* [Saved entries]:
*** Block opens ***
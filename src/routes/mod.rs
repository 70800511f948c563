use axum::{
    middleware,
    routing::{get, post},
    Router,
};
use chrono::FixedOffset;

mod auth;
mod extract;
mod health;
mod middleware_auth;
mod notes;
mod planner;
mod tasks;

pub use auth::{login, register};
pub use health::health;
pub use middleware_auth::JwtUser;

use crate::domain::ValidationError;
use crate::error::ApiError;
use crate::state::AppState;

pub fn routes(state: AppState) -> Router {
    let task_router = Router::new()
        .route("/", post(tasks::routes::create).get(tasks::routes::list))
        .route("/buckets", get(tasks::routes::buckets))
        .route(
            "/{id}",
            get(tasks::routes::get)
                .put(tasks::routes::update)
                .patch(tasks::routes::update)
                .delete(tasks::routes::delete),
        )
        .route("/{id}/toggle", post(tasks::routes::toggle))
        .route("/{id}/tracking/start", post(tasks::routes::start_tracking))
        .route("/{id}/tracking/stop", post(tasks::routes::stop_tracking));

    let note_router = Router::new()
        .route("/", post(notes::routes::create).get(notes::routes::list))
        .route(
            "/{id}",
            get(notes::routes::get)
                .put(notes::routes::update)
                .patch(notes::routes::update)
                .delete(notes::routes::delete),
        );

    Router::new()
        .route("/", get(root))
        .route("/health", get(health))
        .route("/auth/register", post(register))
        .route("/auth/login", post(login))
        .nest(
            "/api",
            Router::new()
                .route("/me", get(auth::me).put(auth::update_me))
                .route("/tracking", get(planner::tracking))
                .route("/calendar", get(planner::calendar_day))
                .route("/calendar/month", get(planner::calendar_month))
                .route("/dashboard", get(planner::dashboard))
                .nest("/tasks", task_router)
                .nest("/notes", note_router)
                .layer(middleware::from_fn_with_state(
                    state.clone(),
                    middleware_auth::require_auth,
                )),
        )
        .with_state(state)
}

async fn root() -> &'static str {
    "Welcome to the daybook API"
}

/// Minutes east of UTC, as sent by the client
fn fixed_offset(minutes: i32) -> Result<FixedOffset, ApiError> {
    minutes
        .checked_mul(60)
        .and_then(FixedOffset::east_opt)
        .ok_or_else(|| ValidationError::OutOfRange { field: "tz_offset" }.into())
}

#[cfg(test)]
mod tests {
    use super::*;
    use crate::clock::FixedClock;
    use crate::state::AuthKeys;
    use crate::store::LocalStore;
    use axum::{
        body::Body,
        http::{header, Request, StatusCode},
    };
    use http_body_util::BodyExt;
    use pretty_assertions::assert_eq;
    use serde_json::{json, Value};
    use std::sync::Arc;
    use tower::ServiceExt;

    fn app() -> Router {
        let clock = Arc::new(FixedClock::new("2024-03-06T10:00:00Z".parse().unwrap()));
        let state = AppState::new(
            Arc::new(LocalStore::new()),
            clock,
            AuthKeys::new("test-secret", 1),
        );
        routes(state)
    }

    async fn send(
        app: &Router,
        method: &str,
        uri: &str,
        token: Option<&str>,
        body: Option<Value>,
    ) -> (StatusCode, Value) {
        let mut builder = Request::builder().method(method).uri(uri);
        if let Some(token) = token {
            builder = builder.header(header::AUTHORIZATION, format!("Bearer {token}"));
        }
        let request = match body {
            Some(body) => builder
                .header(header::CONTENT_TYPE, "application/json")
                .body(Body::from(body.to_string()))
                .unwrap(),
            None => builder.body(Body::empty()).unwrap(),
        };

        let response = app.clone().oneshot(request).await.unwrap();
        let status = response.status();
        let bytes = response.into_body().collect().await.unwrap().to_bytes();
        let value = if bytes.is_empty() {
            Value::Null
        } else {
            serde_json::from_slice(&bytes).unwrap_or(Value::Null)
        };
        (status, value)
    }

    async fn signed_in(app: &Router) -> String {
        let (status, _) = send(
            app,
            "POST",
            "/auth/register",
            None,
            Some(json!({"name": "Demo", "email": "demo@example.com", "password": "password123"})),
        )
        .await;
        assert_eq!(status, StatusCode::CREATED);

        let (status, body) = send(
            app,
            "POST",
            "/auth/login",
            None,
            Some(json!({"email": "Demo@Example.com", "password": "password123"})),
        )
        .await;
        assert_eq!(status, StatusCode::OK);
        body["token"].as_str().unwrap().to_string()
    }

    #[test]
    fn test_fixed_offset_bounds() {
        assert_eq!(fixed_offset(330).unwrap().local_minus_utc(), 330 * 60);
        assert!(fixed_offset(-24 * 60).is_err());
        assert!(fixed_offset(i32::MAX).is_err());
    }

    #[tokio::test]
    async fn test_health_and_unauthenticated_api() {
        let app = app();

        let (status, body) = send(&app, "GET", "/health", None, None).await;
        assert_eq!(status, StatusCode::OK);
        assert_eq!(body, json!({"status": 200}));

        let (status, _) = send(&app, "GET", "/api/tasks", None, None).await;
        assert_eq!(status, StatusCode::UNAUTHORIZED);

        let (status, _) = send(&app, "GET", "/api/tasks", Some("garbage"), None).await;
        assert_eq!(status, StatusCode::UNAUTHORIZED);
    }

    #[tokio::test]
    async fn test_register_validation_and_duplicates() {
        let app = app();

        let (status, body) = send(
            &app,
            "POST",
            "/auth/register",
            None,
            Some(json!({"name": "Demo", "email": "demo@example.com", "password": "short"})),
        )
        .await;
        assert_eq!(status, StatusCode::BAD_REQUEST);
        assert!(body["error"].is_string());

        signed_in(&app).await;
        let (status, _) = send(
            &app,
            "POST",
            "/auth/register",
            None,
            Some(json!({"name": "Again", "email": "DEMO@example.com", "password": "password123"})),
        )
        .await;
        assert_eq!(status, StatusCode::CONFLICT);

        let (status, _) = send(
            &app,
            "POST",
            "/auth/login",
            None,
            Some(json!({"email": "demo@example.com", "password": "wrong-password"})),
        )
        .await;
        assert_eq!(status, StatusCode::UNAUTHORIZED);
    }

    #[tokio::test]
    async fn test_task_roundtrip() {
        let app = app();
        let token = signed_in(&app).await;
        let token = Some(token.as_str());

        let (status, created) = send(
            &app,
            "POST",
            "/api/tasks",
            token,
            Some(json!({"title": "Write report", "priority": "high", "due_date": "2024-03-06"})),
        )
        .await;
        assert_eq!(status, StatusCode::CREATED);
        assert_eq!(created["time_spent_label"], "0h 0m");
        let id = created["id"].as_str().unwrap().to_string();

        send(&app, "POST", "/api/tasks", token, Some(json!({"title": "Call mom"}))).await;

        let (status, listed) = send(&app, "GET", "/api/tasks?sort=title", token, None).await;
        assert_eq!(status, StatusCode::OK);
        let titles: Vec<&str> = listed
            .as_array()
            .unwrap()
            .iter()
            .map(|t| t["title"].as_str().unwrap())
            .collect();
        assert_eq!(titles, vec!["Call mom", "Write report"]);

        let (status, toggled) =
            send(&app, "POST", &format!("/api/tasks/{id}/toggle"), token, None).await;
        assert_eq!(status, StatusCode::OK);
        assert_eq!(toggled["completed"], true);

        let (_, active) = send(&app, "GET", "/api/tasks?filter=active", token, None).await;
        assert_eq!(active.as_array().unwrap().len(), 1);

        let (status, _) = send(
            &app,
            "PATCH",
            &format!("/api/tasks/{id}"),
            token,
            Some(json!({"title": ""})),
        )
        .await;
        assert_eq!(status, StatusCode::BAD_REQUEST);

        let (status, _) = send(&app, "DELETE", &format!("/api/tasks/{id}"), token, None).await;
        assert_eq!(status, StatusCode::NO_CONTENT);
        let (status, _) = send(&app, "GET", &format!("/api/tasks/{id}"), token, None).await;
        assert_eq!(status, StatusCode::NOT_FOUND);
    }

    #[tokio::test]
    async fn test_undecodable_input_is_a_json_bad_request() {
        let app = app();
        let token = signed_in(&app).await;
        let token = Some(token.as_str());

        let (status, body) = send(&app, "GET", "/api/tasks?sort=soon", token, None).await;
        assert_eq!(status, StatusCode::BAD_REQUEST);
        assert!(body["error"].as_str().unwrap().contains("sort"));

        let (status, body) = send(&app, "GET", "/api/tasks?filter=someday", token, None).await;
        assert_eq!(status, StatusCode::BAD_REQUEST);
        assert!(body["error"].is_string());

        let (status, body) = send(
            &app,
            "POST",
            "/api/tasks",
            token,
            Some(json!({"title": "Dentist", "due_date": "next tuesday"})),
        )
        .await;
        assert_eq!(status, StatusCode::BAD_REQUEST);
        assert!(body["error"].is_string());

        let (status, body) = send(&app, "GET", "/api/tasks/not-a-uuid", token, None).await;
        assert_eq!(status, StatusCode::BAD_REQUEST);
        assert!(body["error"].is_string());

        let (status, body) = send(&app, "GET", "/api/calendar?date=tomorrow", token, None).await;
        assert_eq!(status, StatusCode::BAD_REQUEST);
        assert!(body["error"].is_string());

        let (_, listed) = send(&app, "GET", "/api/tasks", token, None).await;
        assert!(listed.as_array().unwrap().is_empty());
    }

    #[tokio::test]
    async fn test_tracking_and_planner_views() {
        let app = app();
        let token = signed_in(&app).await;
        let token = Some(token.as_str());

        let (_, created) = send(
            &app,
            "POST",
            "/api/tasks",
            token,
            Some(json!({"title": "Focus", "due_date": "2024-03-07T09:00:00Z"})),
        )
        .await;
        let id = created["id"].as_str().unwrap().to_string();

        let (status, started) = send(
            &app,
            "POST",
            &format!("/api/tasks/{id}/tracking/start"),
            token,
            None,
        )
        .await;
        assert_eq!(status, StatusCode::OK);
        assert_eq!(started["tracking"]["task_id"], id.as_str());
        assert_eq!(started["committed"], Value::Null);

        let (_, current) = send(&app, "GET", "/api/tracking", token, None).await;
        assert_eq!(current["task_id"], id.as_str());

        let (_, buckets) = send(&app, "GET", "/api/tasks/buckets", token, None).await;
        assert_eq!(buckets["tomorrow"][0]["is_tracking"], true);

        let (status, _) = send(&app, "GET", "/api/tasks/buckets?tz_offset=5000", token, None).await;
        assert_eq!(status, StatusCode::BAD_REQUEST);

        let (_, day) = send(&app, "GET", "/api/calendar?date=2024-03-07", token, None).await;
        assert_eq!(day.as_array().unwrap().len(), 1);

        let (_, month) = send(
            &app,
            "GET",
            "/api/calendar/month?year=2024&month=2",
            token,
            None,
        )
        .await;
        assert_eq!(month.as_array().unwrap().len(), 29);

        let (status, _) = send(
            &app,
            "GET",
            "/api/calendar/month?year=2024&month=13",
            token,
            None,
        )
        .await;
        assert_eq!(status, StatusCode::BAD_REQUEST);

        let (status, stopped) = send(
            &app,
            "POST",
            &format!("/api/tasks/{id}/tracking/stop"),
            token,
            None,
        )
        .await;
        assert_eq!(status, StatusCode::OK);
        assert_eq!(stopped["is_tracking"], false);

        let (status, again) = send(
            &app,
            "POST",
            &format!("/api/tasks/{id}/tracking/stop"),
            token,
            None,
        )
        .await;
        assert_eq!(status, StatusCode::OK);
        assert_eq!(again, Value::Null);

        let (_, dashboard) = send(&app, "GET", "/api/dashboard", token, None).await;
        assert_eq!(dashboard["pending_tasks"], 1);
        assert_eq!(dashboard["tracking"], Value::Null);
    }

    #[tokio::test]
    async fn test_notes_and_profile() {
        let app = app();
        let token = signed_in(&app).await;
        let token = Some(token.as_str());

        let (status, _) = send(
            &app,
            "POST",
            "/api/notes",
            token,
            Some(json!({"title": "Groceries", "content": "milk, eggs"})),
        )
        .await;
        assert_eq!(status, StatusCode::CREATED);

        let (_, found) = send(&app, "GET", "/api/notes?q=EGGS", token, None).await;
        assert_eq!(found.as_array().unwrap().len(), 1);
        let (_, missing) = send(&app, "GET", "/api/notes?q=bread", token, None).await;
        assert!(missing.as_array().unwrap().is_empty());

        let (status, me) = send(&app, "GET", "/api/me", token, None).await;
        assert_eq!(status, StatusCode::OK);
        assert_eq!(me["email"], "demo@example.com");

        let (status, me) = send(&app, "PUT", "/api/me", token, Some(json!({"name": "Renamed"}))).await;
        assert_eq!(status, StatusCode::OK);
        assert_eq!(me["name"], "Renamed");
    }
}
*** Block closes ***
*** Block opens ***
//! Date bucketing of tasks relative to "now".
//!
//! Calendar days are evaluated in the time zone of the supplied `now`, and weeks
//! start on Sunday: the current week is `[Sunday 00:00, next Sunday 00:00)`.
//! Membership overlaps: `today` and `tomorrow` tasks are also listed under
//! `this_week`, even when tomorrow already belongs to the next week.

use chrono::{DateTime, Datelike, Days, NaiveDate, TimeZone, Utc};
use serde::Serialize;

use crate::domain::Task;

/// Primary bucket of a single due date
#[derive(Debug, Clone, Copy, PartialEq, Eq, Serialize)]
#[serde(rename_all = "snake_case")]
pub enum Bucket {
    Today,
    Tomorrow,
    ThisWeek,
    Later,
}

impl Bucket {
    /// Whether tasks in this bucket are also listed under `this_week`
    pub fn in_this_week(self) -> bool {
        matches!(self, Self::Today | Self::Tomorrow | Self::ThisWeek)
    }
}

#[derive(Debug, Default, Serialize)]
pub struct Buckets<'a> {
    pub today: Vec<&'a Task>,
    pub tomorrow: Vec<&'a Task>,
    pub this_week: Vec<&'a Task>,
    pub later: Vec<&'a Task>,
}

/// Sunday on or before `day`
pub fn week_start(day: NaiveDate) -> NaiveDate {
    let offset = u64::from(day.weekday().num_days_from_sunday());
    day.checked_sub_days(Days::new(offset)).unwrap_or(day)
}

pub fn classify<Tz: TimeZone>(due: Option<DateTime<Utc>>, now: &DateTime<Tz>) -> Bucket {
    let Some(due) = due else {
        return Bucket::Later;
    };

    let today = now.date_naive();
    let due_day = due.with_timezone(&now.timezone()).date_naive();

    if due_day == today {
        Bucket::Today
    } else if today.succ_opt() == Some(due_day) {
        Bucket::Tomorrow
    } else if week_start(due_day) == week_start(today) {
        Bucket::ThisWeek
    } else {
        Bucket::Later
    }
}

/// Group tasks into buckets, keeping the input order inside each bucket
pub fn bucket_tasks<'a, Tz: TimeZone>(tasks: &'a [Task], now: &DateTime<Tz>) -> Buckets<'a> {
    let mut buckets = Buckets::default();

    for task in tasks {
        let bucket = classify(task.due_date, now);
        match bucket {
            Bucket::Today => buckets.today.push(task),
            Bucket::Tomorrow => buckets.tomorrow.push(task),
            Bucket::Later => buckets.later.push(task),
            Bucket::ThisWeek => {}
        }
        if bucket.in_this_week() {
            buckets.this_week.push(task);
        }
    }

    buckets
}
*** Block closes ***
* [Task instructions]: Given the records above, restate word for word only the lines starting at the one with "filename src/routes/mod.rs" and ending at the one with "let note_router = Router::new()".

* [Result]:
filename src/routes/mod.rs
repository 70800511f948c563
use axum::{
    middleware,
    routing::{get, post},
    Router,
};
use chrono::FixedOffset;

mod auth;
mod extract;
mod health;
mod middleware_auth;
mod notes;
mod planner;
mod tasks;

pub use auth::{login, register};
pub use health::health;
pub use middleware_auth::JwtUser;

use crate::domain::ValidationError;
use crate::error::ApiError;
use crate::state::AppState;

pub fn routes(state: AppState) -> Router {
    let task_router = Router::new()
        .route("/", post(tasks::routes::create).get(tasks::routes::list))
        .route("/buckets", get(tasks::routes::buckets))
        .route(
            "/{id}",
            get(tasks::routes::get)
                .put(tasks::routes::update)
                .patch(tasks::routes::update)
                .delete(tasks::routes::delete),
        )
        .route("/{id}/toggle", post(tasks::routes::toggle))
        .route("/{id}/tracking/start", post(tasks::routes::start_tracking))
        .route("/{id}/tracking/stop", post(tasks::routes::stop_tracking));

    let note_router = Router::new()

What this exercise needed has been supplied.